**ACTIVITY**
Lines with the word "default": copy all of them from the entries below.
----- DATASET ENTRIES
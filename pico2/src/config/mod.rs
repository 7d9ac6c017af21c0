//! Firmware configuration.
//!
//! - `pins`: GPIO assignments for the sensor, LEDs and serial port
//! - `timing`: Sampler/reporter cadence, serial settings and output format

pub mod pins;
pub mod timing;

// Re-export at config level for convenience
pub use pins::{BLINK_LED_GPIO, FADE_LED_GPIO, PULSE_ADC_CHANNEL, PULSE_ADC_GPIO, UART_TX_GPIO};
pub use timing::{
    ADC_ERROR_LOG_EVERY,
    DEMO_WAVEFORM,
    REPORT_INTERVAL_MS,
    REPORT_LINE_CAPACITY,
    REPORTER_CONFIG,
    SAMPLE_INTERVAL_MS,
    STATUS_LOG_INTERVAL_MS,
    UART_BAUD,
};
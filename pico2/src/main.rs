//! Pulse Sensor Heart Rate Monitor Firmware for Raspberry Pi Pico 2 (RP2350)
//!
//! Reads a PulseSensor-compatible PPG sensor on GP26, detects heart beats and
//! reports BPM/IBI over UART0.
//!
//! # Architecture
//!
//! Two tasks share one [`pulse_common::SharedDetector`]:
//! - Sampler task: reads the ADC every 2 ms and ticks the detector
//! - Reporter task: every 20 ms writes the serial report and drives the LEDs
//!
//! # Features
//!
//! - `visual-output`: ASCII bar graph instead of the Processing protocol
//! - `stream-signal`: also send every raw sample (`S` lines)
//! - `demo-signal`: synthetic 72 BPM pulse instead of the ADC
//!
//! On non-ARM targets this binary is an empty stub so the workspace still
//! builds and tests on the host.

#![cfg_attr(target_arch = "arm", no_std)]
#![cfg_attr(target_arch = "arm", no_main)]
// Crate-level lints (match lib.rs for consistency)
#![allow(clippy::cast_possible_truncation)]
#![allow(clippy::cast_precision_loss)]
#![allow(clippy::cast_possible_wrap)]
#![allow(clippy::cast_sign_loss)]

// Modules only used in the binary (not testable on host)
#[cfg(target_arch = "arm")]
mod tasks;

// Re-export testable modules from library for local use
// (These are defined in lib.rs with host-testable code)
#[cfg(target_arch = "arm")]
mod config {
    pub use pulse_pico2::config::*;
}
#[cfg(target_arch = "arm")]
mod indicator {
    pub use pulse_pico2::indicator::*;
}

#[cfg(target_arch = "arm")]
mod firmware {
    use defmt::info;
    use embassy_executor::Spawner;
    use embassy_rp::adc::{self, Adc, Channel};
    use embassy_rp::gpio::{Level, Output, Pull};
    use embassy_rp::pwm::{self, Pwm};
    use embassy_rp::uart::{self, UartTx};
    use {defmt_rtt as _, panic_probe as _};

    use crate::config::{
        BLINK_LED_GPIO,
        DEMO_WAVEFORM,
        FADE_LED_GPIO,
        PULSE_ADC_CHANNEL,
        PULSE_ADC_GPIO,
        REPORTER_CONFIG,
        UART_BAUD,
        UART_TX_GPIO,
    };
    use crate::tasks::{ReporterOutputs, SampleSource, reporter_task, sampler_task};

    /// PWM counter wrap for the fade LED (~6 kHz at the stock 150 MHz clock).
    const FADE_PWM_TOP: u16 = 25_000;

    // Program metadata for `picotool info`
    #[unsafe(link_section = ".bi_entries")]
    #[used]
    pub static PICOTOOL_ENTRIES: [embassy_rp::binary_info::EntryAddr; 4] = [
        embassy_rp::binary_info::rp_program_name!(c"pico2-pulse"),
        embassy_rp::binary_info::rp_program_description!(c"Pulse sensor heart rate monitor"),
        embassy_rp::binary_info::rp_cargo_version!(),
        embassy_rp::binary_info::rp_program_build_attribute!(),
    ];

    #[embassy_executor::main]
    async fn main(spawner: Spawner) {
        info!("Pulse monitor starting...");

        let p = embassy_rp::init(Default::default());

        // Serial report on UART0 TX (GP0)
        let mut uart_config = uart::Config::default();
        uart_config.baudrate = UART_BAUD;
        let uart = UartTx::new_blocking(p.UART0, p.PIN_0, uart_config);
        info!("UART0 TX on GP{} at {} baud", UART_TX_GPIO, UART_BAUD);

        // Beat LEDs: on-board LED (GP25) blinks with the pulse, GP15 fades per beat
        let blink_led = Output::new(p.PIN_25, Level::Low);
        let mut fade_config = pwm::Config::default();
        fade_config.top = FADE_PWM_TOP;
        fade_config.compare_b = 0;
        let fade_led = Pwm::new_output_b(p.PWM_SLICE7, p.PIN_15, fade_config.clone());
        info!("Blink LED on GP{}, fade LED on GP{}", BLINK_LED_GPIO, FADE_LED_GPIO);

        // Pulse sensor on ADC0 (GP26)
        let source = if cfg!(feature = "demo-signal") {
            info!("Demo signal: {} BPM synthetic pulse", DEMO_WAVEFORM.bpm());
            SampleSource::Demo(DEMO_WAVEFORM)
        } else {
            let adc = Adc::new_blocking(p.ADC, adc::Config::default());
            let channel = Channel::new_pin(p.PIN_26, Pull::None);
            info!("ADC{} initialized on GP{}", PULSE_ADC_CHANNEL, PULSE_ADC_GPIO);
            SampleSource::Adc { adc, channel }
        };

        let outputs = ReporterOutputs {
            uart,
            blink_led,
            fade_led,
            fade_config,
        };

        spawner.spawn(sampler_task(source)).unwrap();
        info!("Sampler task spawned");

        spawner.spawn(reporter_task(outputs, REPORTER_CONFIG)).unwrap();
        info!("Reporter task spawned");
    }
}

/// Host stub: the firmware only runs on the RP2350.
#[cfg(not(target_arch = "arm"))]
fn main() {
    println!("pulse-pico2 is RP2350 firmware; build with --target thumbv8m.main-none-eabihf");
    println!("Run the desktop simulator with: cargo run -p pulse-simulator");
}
----------
**EXPECTED ANSWER**
        let p = embassy_rp::init(Default::default());
        let mut uart_config = uart::Config::default();
        let mut fade_config = pwm::Config::default();
            let adc = Adc::new_blocking(p.ADC, adc::Config::default());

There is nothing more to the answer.